Journal of Environmental Management 316: 115240
This research attempted to investigate the feasibility of using drinking water treatment sludge (ferric chloride sludge, FCS) as a coagulant for turbidity removal from iron ore tailings slurry. The evaluation was performed in two phases. In the first phase, the one factor at a time (OFAT) approach was used to study the effects of FCS dosage, initial pH, and initial turbidity on turbidity removal efficiency (TR%) and the volume of the sediment produced at the end of the process (SV).
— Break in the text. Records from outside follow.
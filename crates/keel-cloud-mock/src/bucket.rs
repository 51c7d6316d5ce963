//! Mock storage bucket
//!
//! Buckets are not listed up front; every load reads the backend directly.

use async_trait::async_trait;
use keel_cloud::{
    AuditAccumulator, AuditCategory, ConfiguredDefinition, Console, DeployedSnapshot,
    ProviderResource, Result, Session, StepContext,
};
use std::sync::Arc;

use crate::options::MockOptions;

pub struct MockBucket {
    definition: Arc<ConfiguredDefinition>,
    session: Arc<Session>,
    options: MockOptions,
    deployed: Option<DeployedSnapshot>,
}

impl MockBucket {
    pub fn new(
        session: &Arc<Session>,
        definition: Arc<ConfiguredDefinition>,
        options: MockOptions,
    ) -> Result<Self> {
        tracing::debug!("Initializing Mock Bucket {:?}", definition.name);
        options.check("bkt.New")?;
        Ok(Self {
            definition,
            session: Arc::clone(session),
            options,
            deployed: None,
        })
    }
}

#[async_trait]
impl ProviderResource for MockBucket {
    fn definition(&self) -> &Arc<ConfiguredDefinition> {
        &self.definition
    }

    fn deployed(&self) -> Option<&DeployedSnapshot> {
        self.deployed.as_ref()
    }

    async fn load(&mut self) -> Result<()> {
        tracing::debug!("Loading Mock Bucket {:?}", self.definition.name);
        self.options.check("bkt.Load")?;
        self.deployed = self.session.lookup(&self.definition).await?;
        Ok(())
    }

    async fn create(&mut self, _flags: &[String]) -> Result<()> {
        let name = &self.definition.name;
        self.session
            .console()
            .info(&format!("Creating Mock Bucket {:?}", name));
        self.options.check("bkt.Create")?;
        let created = self
            .session
            .backend()
            .create(self.definition.kind, name)
            .await
            .step(|| format!("create bucket {}", name))?;

        // Re-read for the identity the backend assigned
        let current = self
            .session
            .refresh(&self.definition)
            .await
            .step(|| format!("load bucket {}", name))?;
        if current.is_none() {
            tracing::warn!("bucket {} not readable yet after creation", name);
        }
        self.deployed = current.or(Some(created));
        Ok(())
    }

    async fn destroy(&mut self, _flags: &[String]) -> Result<()> {
        let name = &self.definition.name;
        self.session
            .console()
            .info(&format!("Destroying Mock Bucket {:?}", name));
        self.options.check("bkt.Destroy")?;
        self.session
            .backend()
            .delete(self.definition.kind, name)
            .await
            .step(|| format!("delete bucket {}", name))?;
        self.deployed = None;
        Ok(())
    }

    async fn provision(&mut self, _flags: &[String]) -> Result<()> {
        self.session
            .console()
            .info(&format!("Provisioning Mock Bucket {:?}", self.definition.name));
        self.options.check("bkt.Provision")
    }

    fn audit(&self, accumulator: &mut AuditAccumulator) -> Result<()> {
        self.options.check("bkt.Audit")?;
        if self.destroyed() {
            accumulator.record(AuditCategory::Configured, self.definition.name.clone());
        }
        Ok(())
    }

    fn info(&self, console: &dyn Console) {
        console.info("Mock Bucket");
        console.detail(&format!("{:<20}\t{}", "name", self.definition.name));
        console.detail(&format!(
            "{:<20}\t{}",
            "region",
            self.definition.region.as_deref().unwrap_or("-")
        ));
        if let Some(deployed) = &self.deployed {
            console.detail(&format!("{:<20}\t{}", "id", deployed.id));
        }
    }
}
//! Mock storage provider

use async_trait::async_trait;
use keel_cloud::{
    AuthStatus, Backend, CloudError, CloudProvider, ConfiguredDefinition, Console,
    ProviderResource, ResourceKind, Result, Session,
};
use std::sync::Arc;

use crate::bucket::MockBucket;
use crate::options::MockOptions;

const KINDS: [ResourceKind; 1] = [ResourceKind::Bucket];

/// Provider managing mock buckets on any backend
pub struct MockProvider {
    backend: Arc<dyn Backend>,
    options: MockOptions,
}

impl MockProvider {
    pub fn new(backend: Arc<dyn Backend>, options: MockOptions) -> Self {
        Self { backend, options }
    }
}

#[async_trait]
impl CloudProvider for MockProvider {
    fn name(&self) -> &str {
        "mock"
    }

    fn display_name(&self) -> &str {
        "Mock Storage"
    }

    fn kinds(&self) -> &[ResourceKind] {
        &KINDS
    }

    async fn check_auth(&self) -> Result<AuthStatus> {
        Ok(AuthStatus::ok(format!("{} backend", self.backend.name())))
    }

    async fn open_session(&self, console: Arc<dyn Console>) -> Result<Arc<Session>> {
        Session::open(self.name(), Arc::clone(&self.backend), console, &[]).await
    }

    fn new_adapter(
        &self,
        session: &Arc<Session>,
        definition: Arc<ConfiguredDefinition>,
    ) -> Result<Box<dyn ProviderResource>> {
        match definition.kind {
            ResourceKind::Bucket => Ok(Box::new(MockBucket::new(
                session,
                definition,
                self.options.clone(),
            )?)),
            kind => Err(CloudError::Unsupported(format!(
                "{} does not manage {} resources",
                self.display_name(),
                kind
            ))),
        }
    }
}
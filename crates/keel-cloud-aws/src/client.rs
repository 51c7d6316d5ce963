//! IAM backend over the AWS SDK

use async_trait::async_trait;
use aws_sdk_iam::error::DisplayErrorContext;
use aws_sdk_iam::types::{Group, User};
use keel_cloud::{Backend, CloudError, DeployedSnapshot, ListPage, Relation, ResourceKind, Result};

fn sdk_error(operation: &str, e: impl std::error::Error) -> CloudError {
    CloudError::backend(format!("{}: {}", operation, DisplayErrorContext(e)))
}

fn unsupported(kind: ResourceKind) -> CloudError {
    CloudError::Unsupported(format!("IAM has no {} resources", kind))
}

fn group_snapshot(group: &Group) -> DeployedSnapshot {
    DeployedSnapshot::new(ResourceKind::Group, group.group_id(), group.group_name())
        .with_attribute("arn", serde_json::json!(group.arn()))
        .with_attribute("path", serde_json::json!(group.path()))
        .with_attribute("create_date", serde_json::json!(group.create_date().secs()))
}

fn user_snapshot(user: &User) -> DeployedSnapshot {
    DeployedSnapshot::new(ResourceKind::User, user.user_id(), user.user_name())
        .with_attribute("arn", serde_json::json!(user.arn()))
        .with_attribute("path", serde_json::json!(user.path()))
        .with_attribute("create_date", serde_json::json!(user.create_date().secs()))
}

fn page(items: Vec<DeployedSnapshot>, truncated: bool, marker: Option<&str>) -> ListPage {
    ListPage {
        items,
        next_token: marker.map(str::to_string),
        is_truncated: truncated,
    }
}

/// IAM client
pub struct IamClient {
    client: aws_sdk_iam::Client,
}

impl IamClient {
    /// Build a client from the default credential chain
    pub async fn from_env(region: Option<&str>) -> Self {
        let mut loader = aws_config::defaults(aws_config::BehaviorVersion::latest());
        if let Some(region) = region {
            loader = loader.region(aws_config::Region::new(region.to_string()));
        }
        let config = loader.load().await;
        Self {
            client: aws_sdk_iam::Client::new(&config),
        }
    }
}

#[async_trait]
impl Backend for IamClient {
    fn name(&self) -> &str {
        "aws-iam"
    }

    async fn list(&self, kind: ResourceKind, page_token: Option<&str>) -> Result<ListPage> {
        let marker = page_token.map(str::to_string);
        match kind {
            ResourceKind::Group => {
                let output = self
                    .client
                    .list_groups()
                    .set_marker(marker)
                    .send()
                    .await
                    .map_err(|e| sdk_error("ListGroups", e))?;
                let items = output.groups().iter().map(group_snapshot).collect();
                Ok(page(items, output.is_truncated(), output.marker()))
            }
            ResourceKind::User => {
                let output = self
                    .client
                    .list_users()
                    .set_marker(marker)
                    .send()
                    .await
                    .map_err(|e| sdk_error("ListUsers", e))?;
                let items = output.users().iter().map(user_snapshot).collect();
                Ok(page(items, output.is_truncated(), output.marker()))
            }
            kind => Err(unsupported(kind)),
        }
    }

    async fn get(&self, kind: ResourceKind, name: &str) -> Result<Option<DeployedSnapshot>> {
        match kind {
            ResourceKind::Group => {
                match self.client.get_group().group_name(name).send().await {
                    Ok(output) => Ok(output.group().map(group_snapshot)),
                    Err(e)
                        if e.as_service_error()
                            .is_some_and(|s| s.is_no_such_entity_exception()) =>
                    {
                        Ok(None)
                    }
                    Err(e) => Err(sdk_error("GetGroup", e)),
                }
            }
            ResourceKind::User => match self.client.get_user().user_name(name).send().await {
                Ok(output) => Ok(output.user().map(user_snapshot)),
                Err(e)
                    if e.as_service_error()
                        .is_some_and(|s| s.is_no_such_entity_exception()) =>
                {
                    Ok(None)
                }
                Err(e) => Err(sdk_error("GetUser", e)),
            },
            kind => Err(unsupported(kind)),
        }
    }

    async fn create(&self, kind: ResourceKind, name: &str) -> Result<DeployedSnapshot> {
        let created = match kind {
            ResourceKind::Group => self
                .client
                .create_group()
                .group_name(name)
                .send()
                .await
                .map_err(|e| sdk_error("CreateGroup", e))?
                .group()
                .map(group_snapshot),
            ResourceKind::User => self
                .client
                .create_user()
                .user_name(name)
                .send()
                .await
                .map_err(|e| sdk_error("CreateUser", e))?
                .user()
                .map(user_snapshot),
            kind => return Err(unsupported(kind)),
        };
        created.ok_or_else(|| {
            CloudError::backend(format!("create {} {:?} returned no entity", kind, name))
        })
    }

    async fn delete(&self, kind: ResourceKind, name: &str) -> Result<()> {
        match kind {
            ResourceKind::Group => {
                self.client
                    .delete_group()
                    .group_name(name)
                    .send()
                    .await
                    .map_err(|e| sdk_error("DeleteGroup", e))?;
            }
            ResourceKind::User => {
                self.client
                    .delete_user()
                    .user_name(name)
                    .send()
                    .await
                    .map_err(|e| sdk_error("DeleteUser", e))?;
            }
            kind => return Err(unsupported(kind)),
        }
        Ok(())
    }

    async fn attach(&self, kind: ResourceKind, name: &str, relation: &Relation) -> Result<()> {
        match (kind, relation) {
            (ResourceKind::Group, Relation::Policy(arn)) => {
                self.client
                    .attach_group_policy()
                    .group_name(name)
                    .policy_arn(arn)
                    .send()
                    .await
                    .map_err(|e| sdk_error("AttachGroupPolicy", e))?;
            }
            (ResourceKind::User, Relation::Policy(arn)) => {
                self.client
                    .attach_user_policy()
                    .user_name(name)
                    .policy_arn(arn)
                    .send()
                    .await
                    .map_err(|e| sdk_error("AttachUserPolicy", e))?;
            }
            (ResourceKind::User, Relation::Group(group)) => {
                self.client
                    .add_user_to_group()
                    .user_name(name)
                    .group_name(group)
                    .send()
                    .await
                    .map_err(|e| sdk_error("AddUserToGroup", e))?;
            }
            (kind, relation) => {
                return Err(CloudError::Unsupported(format!(
                    "cannot attach {} to {}",
                    relation, kind
                )));
            }
        }
        Ok(())
    }

    /// IAM answers NoSuchEntity for a relation that is not attached
    async fn detach(&self, kind: ResourceKind, name: &str, relation: &Relation) -> Result<bool> {
        match (kind, relation) {
            (ResourceKind::Group, Relation::Policy(arn)) => {
                match self
                    .client
                    .detach_group_policy()
                    .group_name(name)
                    .policy_arn(arn)
                    .send()
                    .await
                {
                    Ok(_) => Ok(true),
                    Err(e)
                        if e.as_service_error()
                            .is_some_and(|s| s.is_no_such_entity_exception()) =>
                    {
                        Ok(false)
                    }
                    Err(e) => Err(sdk_error("DetachGroupPolicy", e)),
                }
            }
            (ResourceKind::User, Relation::Policy(arn)) => {
                match self
                    .client
                    .detach_user_policy()
                    .user_name(name)
                    .policy_arn(arn)
                    .send()
                    .await
                {
                    Ok(_) => Ok(true),
                    Err(e)
                        if e.as_service_error()
                            .is_some_and(|s| s.is_no_such_entity_exception()) =>
                    {
                        Ok(false)
                    }
                    Err(e) => Err(sdk_error("DetachUserPolicy", e)),
                }
            }
            (ResourceKind::User, Relation::Group(group)) => {
                match self
                    .client
                    .remove_user_from_group()
                    .user_name(name)
                    .group_name(group)
                    .send()
                    .await
                {
                    Ok(_) => Ok(true),
                    Err(e)
                        if e.as_service_error()
                            .is_some_and(|s| s.is_no_such_entity_exception()) =>
                    {
                        Ok(false)
                    }
                    Err(e) => Err(sdk_error("RemoveUserFromGroup", e)),
                }
            }
            (kind, relation) => Err(CloudError::Unsupported(format!(
                "cannot detach {} from {}",
                relation, kind
            ))),
        }
    }
}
In the second phase, response surface methodology (RSM) was employed to assess the individual and interaction effects of the parameters on TR% and SV. Numerical multiple-response optimization was carried out using RSM to maximize TR% and minimize SV simultaneously. At optimum condition (FCS dose of 0.13 g dried FCS/L, initial pH of 10, and initial turbidity of 538 NTU), the removal of all particles in the range of 0.25-1 μm and 2-55 μm from slurry led to the TR% of 78.80% and SV of 0.74 mL (per 250 mL of tailings). Characterization tests indicated that at alkaline pH values, the higher presence of hydroxide compounds intensified the enmeshment in a precipitate or sweep-floc mechanism, which was the predominant removal mechanism in this work. This study demonstrated the remarkable performance of FCS as a coagulant in water reclamation from iron beneficiation wastewater.